◆ **Task statement**
The answer should consist of each line below that contains the word "bool".

◆ **Data extract**
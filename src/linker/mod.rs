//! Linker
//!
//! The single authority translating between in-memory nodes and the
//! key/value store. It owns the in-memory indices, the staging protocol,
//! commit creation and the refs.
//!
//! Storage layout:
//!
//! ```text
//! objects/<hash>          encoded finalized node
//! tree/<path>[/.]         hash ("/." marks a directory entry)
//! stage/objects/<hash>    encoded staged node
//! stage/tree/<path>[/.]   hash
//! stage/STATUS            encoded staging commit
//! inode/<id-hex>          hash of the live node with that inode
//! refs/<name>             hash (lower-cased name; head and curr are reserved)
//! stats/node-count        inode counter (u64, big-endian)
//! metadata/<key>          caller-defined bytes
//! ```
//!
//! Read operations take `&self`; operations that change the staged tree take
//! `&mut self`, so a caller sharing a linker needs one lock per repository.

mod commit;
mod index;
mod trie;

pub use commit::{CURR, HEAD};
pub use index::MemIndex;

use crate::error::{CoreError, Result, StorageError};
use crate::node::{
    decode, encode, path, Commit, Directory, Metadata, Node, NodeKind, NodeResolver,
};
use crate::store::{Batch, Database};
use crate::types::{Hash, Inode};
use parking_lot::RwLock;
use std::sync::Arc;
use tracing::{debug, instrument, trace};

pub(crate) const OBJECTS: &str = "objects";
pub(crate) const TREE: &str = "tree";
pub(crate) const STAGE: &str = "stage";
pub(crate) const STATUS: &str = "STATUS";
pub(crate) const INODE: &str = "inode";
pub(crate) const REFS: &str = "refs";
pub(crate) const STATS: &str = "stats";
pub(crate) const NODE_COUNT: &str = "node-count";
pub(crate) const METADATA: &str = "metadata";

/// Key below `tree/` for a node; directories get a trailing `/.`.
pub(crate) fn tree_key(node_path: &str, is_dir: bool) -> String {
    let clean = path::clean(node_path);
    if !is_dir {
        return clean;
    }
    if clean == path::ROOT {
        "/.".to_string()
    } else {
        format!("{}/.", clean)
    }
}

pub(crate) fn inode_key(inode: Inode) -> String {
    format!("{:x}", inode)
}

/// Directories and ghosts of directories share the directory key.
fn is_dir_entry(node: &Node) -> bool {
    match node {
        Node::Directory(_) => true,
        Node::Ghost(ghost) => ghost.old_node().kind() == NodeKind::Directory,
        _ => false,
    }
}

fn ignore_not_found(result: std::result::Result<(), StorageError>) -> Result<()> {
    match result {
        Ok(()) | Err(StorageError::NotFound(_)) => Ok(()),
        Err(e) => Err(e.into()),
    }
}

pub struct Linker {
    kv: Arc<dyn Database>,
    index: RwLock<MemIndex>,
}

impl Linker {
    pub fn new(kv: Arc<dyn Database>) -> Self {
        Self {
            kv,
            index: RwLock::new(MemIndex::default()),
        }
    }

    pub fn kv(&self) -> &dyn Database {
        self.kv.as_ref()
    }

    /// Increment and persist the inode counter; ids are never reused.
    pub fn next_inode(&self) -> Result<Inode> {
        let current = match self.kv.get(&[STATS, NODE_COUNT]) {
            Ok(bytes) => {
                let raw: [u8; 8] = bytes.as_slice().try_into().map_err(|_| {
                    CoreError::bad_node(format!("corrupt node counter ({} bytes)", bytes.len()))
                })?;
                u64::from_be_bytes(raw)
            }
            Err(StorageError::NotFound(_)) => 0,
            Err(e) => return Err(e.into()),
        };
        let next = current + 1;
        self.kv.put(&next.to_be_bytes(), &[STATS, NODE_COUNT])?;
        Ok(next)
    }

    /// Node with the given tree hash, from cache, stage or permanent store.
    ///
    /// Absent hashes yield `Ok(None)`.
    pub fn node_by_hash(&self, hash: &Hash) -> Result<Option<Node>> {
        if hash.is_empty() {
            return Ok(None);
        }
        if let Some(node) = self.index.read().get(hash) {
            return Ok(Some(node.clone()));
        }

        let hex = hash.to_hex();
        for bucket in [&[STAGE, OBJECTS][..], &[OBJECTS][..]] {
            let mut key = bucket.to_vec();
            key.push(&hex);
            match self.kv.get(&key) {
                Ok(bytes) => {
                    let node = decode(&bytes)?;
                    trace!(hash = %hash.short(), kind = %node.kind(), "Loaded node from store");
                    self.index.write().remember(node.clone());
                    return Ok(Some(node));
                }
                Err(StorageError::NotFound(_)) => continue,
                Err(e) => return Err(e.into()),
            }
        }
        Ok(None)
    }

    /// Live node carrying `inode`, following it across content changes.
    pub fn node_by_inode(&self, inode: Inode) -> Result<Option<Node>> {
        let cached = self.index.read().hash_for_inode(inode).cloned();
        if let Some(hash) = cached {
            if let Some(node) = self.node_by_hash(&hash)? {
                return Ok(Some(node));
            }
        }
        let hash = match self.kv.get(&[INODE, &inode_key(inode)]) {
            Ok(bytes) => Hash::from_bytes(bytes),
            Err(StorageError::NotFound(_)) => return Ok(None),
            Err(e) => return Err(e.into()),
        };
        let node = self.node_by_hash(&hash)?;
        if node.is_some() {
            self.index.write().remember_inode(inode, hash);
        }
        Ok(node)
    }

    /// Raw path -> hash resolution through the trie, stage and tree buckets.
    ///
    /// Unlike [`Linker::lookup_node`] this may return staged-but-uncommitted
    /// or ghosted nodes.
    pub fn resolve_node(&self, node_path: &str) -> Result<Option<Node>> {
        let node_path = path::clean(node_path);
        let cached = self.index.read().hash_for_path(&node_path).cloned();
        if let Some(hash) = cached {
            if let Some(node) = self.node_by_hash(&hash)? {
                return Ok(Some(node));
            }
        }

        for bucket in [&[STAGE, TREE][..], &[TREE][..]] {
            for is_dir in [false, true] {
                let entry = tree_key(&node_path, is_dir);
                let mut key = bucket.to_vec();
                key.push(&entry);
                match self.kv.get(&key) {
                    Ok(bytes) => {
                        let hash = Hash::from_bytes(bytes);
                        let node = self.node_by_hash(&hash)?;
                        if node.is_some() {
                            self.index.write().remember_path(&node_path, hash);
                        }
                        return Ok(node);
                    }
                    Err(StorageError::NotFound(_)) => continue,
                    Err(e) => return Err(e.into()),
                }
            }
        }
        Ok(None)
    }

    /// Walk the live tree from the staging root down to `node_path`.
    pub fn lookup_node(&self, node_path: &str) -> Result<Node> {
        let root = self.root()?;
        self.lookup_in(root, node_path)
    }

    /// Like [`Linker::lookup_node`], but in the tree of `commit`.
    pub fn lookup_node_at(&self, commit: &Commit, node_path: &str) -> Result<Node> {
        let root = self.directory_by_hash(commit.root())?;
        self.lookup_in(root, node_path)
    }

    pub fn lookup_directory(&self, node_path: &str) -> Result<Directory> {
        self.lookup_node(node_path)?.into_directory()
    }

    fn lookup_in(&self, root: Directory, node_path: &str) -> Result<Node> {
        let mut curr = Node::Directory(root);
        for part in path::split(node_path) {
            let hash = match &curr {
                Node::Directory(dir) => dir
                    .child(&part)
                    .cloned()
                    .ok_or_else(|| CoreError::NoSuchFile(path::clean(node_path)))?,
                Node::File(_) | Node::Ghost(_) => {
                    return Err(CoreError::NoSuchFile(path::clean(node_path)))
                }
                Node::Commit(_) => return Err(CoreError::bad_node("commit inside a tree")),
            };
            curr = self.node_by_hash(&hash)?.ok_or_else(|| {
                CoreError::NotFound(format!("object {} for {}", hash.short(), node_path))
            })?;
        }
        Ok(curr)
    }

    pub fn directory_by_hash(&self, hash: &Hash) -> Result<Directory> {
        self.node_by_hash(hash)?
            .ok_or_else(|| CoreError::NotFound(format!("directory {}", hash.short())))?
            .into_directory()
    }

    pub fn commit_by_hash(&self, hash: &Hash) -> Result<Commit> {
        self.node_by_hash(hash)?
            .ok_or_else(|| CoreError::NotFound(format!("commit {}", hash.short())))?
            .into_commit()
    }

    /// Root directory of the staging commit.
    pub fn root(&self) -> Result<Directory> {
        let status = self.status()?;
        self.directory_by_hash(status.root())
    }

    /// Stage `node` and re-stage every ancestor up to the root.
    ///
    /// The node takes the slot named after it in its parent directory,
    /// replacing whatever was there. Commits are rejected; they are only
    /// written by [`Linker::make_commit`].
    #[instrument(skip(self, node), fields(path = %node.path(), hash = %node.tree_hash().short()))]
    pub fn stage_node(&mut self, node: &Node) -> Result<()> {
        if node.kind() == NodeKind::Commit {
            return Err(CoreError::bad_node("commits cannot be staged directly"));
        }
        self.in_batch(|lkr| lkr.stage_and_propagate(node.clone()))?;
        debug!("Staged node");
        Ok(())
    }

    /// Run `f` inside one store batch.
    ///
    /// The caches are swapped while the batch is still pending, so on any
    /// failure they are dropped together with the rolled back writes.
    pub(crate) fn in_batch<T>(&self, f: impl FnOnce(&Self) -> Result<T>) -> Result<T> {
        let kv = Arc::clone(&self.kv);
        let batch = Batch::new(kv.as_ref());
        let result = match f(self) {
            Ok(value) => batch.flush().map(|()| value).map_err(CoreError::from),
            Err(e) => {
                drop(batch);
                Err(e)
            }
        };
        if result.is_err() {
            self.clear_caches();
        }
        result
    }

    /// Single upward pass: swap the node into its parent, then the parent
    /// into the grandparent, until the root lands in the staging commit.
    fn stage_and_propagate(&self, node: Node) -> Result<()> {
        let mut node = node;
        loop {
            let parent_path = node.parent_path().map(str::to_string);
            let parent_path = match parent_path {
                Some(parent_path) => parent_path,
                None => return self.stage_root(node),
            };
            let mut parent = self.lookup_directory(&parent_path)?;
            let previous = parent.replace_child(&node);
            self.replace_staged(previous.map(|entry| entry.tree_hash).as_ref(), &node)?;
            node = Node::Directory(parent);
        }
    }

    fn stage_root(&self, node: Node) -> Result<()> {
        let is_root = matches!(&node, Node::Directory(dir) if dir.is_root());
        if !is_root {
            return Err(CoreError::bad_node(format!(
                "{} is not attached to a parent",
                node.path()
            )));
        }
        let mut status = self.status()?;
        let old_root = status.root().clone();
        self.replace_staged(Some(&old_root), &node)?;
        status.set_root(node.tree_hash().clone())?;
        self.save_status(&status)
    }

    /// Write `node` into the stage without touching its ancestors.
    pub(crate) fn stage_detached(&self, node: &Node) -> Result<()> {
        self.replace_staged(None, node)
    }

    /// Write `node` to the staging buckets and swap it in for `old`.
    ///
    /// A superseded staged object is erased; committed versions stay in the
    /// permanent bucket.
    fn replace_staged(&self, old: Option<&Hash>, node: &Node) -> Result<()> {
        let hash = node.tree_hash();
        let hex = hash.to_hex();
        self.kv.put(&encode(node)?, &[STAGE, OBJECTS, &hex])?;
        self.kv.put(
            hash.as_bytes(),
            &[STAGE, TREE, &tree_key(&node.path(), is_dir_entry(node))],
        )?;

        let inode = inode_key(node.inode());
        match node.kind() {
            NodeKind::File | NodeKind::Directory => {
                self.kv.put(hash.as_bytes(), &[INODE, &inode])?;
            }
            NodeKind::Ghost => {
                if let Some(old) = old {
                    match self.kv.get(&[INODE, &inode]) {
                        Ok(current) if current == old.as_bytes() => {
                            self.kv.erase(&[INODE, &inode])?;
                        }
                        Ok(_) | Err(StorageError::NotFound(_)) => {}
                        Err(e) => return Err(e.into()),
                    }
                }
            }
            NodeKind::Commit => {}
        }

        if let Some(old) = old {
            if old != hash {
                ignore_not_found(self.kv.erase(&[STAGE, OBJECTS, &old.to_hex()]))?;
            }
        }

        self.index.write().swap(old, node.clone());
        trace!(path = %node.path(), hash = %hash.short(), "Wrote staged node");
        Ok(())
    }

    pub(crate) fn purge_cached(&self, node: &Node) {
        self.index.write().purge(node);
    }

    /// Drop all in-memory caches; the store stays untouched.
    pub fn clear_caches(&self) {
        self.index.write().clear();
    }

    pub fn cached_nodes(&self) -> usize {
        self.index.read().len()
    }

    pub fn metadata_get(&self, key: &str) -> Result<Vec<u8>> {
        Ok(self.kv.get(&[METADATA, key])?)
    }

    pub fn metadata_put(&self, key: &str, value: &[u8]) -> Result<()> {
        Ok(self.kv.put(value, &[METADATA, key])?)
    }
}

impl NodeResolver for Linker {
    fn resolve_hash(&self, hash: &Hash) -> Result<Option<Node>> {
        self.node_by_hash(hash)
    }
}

◆ **Response**
pub(crate) fn tree_key(node_path: &str, is_dir: bool) -> String {
fn is_dir_entry(node: &Node) -> bool {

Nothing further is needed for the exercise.